About this task:
Return every line of the data below, exactly.

Source material:
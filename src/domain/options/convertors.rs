//! 转换器工厂

use serde_json::Value;
use std::path::PathBuf;
use std::sync::Arc;

use super::Convertor;

/// 路径字符串去掉 YAML 引号，例如 `'docs/src'` -> `docs/src`
pub fn path_convertor() -> Convertor {
    Arc::new(|value: Value| match value {
        Value::String(raw) => {
            let unquoted = serde_yaml::from_str::<String>(&raw).unwrap_or(raw);
            Value::String(unquoted)
        }
        other => other,
    })
}

/// 转换为布尔值
///
/// - 字符串 `1/0`、`y/n`、`yes/no`、`true/false`（忽略大小写与首尾空白）
/// - 其他字符串视为 true
/// - 其他类型按真值判断：null、0、空数组、空对象为 false
pub fn boolean_convertor() -> Convertor {
    Arc::new(|value: Value| Value::Bool(to_bool(&value)))
}

fn to_bool(value: &Value) -> bool {
    match value {
        Value::Bool(b) => *b,
        Value::String(s) => !matches!(s.trim().to_lowercase().as_str(), "0" | "n" | "no" | "false"),
        Value::Null => false,
        Value::Number(n) => n.as_f64().map_or(true, |f| f != 0.0),
        Value::Array(items) => !items.is_empty(),
        Value::Object(map) => !map.is_empty(),
    }
}

/// 将非空路径字符串拼接到 `parent` 下
pub fn rel_path_convertor(parent: impl Into<PathBuf>) -> Convertor {
    let parent = parent.into();

    Arc::new(move |value: Value| match value {
        Value::String(path) if !path.is_empty() => {
            Value::String(parent.join(path).to_string_lossy().into_owned())
        }
        other => other,
    })
}

#[cfg(test)]
mod tests {
    use super::*;
    use serde_json::json;

    #[test]
    fn test_boolean_convertor_strings() {
        let convert = boolean_convertor();
        for truthy in ["1", "y", "Yes", "TRUE", " true ", "anything"] {
            assert_eq!(convert(json!(truthy)), json!(true), "{truthy}");
        }
        for falsy in ["0", "n", "No", "false", "FALSE "] {
            assert_eq!(convert(json!(falsy)), json!(false), "{falsy}");
        }
    }

    #[test]
    fn test_boolean_convertor_other_values() {
        let convert = boolean_convertor();
        assert_eq!(convert(json!(true)), json!(true));
        assert_eq!(convert(json!(false)), json!(false));
        assert_eq!(convert(Value::Null), json!(false));
        assert_eq!(convert(json!(0)), json!(false));
        assert_eq!(convert(json!(2)), json!(true));
        assert_eq!(convert(json!([])), json!(false));
        assert_eq!(convert(json!({"a": 1})), json!(true));
    }

    #[test]
    fn test_path_convertor_unquotes() {
        let convert = path_convertor();
        assert_eq!(convert(json!("'docs/src'")), json!("docs/src"));
        assert_eq!(convert(json!("docs/src")), json!("docs/src"));
        assert_eq!(convert(json!(1)), json!(1));
    }

    #[test]
    fn test_rel_path_convertor() {
        let convert = rel_path_convertor("/project");
        assert_eq!(convert(json!("img/logo.png")), json!("/project/img/logo.png"));
        assert_eq!(convert(json!("")), json!(""));
        assert_eq!(convert(Value::Null), Value::Null);
    }
}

Answer space:
filename src/domain/options/convertors.rs
//! 转换器工厂

use serde_json::Value;
use std::path::PathBuf;
use std::sync::Arc;

use super::Convertor;

/// 路径字符串去掉 YAML 引号，例如 `'docs/src'` -> `docs/src`
pub fn path_convertor() -> Convertor {
    Arc::new(|value: Value| match value {
        Value::String(raw) => {
            let unquoted = serde_yaml::from_str::<String>(&raw).unwrap_or(raw);
            Value::String(unquoted)
        }
        other => other,
    })
}

/// 转换为布尔值
///
/// - 字符串 `1/0`、`y/n`、`yes/no`、`true/false`（忽略大小写与首尾空白）
/// - 其他字符串视为 true
/// - 其他类型按真值判断：null、0、空数组、空对象为 false
pub fn boolean_convertor() -> Convertor {
    Arc::new(|value: Value| Value::Bool(to_bool(&value)))
}

fn to_bool(value: &Value) -> bool {
    match value {
        Value::Bool(b) => *b,
        Value::String(s) => !matches!(s.trim().to_lowercase().as_str(), "0" | "n" | "no" | "false"),
        Value::Null => false,
        Value::Number(n) => n.as_f64().map_or(true, |f| f != 0.0),
        Value::Array(items) => !items.is_empty(),
        Value::Object(map) => !map.is_empty(),
    }
}

/// 将非空路径字符串拼接到 `parent` 下
pub fn rel_path_convertor(parent: impl Into<PathBuf>) -> Convertor {
    let parent = parent.into();

    Arc::new(move |value: Value| match value {
        Value::String(path) if !path.is_empty() => {
            Value::String(parent.join(path).to_string_lossy().into_owned())
        }
        other => other,
    })
}

#[cfg(test)]
mod tests {
    use super::*;
    use serde_json::json;

    #[test]
    fn test_boolean_convertor_strings() {
        let convert = boolean_convertor();
        for truthy in ["1", "y", "Yes", "TRUE", " true ", "anything"] {
            assert_eq!(convert(json!(truthy)), json!(true), "{truthy}");
        }
        for falsy in ["0", "n", "No", "false", "FALSE "] {
            assert_eq!(convert(json!(falsy)), json!(false), "{falsy}");
        }
    }

    #[test]
    fn test_boolean_convertor_other_values() {
        let convert = boolean_convertor();
        assert_eq!(convert(json!(true)), json!(true));
        assert_eq!(convert(json!(false)), json!(false));
        assert_eq!(convert(Value::Null), json!(false));
        assert_eq!(convert(json!(0)), json!(false));
        assert_eq!(convert(json!(2)), json!(true));
        assert_eq!(convert(json!([])), json!(false));
        assert_eq!(convert(json!({"a": 1})), json!(true));
    }

    #[test]
    fn test_path_convertor_unquotes() {
        let convert = path_convertor();
        assert_eq!(convert(json!("'docs/src'")), json!("docs/src"));
        assert_eq!(convert(json!("docs/src")), json!("docs/src"));
        assert_eq!(convert(json!(1)), json!(1));
    }

    #[test]
    fn test_rel_path_convertor() {
        let convert = rel_path_convertor("/project");
        assert_eq!(convert(json!("img/logo.png")), json!("/project/img/logo.png"));
        assert_eq!(convert(json!("")), json!(""));
        assert_eq!(convert(Value::Null), Value::Null);
    }
}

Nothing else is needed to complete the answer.